For the entries below, report every line that includes the word "AddQuoteService".

* * *

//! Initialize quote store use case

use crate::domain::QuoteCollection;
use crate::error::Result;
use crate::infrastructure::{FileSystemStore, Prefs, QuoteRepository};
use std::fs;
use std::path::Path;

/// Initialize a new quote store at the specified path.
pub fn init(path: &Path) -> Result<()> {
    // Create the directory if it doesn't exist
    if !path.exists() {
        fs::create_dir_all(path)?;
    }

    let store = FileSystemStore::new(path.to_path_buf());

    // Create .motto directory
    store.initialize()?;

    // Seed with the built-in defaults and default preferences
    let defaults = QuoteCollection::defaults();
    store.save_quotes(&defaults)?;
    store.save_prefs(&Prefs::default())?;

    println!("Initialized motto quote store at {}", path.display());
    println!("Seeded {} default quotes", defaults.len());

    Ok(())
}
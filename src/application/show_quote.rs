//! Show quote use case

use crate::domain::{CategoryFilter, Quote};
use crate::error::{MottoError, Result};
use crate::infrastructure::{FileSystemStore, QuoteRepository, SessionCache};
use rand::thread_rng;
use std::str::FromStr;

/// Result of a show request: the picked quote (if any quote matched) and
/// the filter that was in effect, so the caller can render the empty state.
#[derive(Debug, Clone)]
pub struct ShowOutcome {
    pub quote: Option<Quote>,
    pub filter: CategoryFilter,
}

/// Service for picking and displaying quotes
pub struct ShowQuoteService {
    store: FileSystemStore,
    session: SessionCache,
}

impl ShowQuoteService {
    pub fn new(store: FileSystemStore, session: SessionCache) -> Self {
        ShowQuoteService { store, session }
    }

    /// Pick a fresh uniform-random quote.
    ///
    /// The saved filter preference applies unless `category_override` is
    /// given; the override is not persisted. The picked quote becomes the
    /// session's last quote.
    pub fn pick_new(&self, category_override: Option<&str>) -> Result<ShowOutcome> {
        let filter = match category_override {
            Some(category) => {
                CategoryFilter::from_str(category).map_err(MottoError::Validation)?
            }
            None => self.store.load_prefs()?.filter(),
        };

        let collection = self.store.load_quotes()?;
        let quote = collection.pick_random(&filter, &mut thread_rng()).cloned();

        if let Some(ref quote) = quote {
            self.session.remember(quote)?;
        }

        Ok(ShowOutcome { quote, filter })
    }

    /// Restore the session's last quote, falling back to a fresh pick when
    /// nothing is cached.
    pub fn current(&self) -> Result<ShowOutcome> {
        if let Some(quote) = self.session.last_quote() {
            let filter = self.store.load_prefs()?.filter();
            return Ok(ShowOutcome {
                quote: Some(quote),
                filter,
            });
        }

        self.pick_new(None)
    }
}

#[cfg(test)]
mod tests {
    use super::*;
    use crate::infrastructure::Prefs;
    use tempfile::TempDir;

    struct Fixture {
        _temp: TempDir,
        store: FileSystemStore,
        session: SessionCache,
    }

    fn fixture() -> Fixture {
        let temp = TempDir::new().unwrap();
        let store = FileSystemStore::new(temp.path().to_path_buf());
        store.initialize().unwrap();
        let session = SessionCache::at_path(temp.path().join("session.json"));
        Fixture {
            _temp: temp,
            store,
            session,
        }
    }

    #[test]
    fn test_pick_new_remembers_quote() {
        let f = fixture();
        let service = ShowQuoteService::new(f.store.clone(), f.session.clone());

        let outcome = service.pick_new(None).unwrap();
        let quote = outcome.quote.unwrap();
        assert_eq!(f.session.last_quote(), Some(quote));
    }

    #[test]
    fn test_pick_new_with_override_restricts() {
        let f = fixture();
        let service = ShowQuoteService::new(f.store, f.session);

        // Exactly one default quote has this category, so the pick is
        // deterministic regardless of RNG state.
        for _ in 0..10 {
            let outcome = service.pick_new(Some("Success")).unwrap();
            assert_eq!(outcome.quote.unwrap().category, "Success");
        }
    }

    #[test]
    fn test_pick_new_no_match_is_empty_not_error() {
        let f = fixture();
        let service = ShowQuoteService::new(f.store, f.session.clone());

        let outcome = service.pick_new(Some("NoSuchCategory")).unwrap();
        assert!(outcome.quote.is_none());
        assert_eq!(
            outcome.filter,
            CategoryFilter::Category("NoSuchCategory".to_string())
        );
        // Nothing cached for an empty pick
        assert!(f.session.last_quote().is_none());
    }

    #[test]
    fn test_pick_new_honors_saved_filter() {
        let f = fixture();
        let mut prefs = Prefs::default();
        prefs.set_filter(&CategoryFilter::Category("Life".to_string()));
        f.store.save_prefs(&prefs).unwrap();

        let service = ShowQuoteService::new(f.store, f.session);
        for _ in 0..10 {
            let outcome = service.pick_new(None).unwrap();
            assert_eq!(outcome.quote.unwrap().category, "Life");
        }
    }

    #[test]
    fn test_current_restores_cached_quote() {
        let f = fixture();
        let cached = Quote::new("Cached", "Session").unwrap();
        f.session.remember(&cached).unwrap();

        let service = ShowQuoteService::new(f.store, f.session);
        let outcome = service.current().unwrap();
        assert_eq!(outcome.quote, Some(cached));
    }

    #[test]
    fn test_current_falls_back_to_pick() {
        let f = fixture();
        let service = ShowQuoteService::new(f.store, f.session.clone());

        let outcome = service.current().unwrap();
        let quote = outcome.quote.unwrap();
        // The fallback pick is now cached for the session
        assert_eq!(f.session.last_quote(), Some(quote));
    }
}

* * *

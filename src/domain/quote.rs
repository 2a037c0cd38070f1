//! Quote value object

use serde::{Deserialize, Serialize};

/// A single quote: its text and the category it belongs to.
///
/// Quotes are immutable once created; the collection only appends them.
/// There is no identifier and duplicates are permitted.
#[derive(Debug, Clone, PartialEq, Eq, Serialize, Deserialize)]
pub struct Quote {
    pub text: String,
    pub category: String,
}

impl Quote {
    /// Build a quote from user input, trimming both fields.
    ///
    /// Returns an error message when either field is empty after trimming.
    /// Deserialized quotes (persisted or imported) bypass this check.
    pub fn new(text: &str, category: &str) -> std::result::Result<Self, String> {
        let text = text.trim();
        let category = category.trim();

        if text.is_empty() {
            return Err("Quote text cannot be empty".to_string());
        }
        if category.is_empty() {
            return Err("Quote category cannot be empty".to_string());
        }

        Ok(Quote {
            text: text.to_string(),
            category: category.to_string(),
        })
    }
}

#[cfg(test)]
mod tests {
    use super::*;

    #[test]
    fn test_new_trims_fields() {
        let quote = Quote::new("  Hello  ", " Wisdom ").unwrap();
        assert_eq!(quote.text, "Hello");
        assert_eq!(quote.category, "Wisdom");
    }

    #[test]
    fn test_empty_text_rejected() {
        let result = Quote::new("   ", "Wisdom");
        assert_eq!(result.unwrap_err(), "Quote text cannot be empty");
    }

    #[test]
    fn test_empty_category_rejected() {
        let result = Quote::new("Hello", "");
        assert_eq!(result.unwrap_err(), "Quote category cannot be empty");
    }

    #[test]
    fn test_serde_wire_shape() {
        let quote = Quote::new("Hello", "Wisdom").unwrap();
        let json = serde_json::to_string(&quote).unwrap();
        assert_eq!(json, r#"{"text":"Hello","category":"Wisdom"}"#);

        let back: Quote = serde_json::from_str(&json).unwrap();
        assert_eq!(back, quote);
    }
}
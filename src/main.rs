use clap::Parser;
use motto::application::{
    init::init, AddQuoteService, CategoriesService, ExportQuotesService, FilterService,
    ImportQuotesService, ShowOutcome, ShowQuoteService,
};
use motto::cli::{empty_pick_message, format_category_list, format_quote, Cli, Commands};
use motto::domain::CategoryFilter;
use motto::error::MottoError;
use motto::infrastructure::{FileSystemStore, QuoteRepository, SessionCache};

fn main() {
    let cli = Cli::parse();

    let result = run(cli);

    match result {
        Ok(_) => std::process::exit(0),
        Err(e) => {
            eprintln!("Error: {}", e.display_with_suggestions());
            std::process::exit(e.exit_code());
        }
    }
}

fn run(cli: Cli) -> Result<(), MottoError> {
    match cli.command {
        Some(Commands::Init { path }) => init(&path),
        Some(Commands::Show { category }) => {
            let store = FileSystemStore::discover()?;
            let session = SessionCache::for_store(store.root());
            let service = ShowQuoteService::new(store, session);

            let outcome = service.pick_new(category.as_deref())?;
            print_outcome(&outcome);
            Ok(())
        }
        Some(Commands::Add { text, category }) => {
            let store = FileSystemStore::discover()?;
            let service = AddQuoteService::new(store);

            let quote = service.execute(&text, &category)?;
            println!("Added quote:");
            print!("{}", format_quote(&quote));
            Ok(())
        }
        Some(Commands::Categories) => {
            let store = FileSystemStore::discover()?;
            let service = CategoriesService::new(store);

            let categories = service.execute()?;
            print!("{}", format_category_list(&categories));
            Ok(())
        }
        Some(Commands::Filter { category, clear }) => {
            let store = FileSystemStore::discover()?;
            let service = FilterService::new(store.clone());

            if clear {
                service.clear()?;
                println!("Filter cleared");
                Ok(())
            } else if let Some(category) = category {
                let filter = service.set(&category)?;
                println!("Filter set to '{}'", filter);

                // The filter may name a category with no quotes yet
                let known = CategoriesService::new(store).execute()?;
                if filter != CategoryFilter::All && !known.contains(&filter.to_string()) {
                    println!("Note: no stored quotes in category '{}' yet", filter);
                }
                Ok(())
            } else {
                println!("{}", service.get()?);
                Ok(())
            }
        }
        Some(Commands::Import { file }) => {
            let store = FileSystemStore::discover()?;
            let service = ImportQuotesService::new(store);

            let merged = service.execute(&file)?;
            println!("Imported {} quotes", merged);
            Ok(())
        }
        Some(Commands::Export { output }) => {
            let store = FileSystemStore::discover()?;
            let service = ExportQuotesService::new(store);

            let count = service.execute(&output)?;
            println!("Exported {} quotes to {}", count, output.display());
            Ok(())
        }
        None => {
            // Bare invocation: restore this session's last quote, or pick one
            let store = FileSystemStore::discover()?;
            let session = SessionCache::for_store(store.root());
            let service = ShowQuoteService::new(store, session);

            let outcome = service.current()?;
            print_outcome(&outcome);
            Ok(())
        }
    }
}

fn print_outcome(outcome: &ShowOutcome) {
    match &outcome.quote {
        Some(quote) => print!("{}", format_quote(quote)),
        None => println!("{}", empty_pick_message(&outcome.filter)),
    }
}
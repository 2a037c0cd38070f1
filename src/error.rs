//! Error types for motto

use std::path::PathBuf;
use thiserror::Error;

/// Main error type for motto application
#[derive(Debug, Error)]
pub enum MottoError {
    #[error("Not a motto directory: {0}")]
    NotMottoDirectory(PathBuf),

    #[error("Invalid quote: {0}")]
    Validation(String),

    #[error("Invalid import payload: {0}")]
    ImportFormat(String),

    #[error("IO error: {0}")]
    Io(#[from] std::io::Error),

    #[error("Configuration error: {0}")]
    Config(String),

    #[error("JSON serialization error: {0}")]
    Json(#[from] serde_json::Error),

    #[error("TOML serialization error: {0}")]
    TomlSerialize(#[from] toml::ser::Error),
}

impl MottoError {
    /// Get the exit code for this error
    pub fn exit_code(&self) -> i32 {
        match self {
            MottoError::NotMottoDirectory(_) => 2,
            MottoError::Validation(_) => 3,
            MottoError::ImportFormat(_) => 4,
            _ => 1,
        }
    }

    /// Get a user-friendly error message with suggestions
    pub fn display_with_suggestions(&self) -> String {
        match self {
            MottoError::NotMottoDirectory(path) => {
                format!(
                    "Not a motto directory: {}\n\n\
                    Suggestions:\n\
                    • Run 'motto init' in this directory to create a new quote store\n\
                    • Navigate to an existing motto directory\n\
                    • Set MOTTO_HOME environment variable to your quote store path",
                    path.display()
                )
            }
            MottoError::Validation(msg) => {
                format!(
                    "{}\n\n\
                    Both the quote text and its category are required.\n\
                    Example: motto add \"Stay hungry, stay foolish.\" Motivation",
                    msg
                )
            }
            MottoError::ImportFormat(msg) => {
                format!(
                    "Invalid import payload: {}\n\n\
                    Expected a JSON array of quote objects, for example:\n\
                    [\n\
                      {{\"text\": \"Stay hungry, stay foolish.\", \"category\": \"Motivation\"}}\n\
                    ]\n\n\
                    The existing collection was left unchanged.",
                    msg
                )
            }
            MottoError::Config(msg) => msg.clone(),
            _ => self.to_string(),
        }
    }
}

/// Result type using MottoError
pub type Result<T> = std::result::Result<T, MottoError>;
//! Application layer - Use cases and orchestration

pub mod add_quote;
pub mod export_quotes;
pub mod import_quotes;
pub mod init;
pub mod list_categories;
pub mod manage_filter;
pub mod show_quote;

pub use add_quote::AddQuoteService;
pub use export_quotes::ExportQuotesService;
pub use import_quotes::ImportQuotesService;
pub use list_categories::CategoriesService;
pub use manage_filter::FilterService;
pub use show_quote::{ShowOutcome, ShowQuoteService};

* * *

## Response to the exercise:
    init::init, AddQuoteService, CategoriesService, ExportQuotesService, FilterService,
            let service = AddQuoteService::new(store);
pub use add_quote::AddQuoteService;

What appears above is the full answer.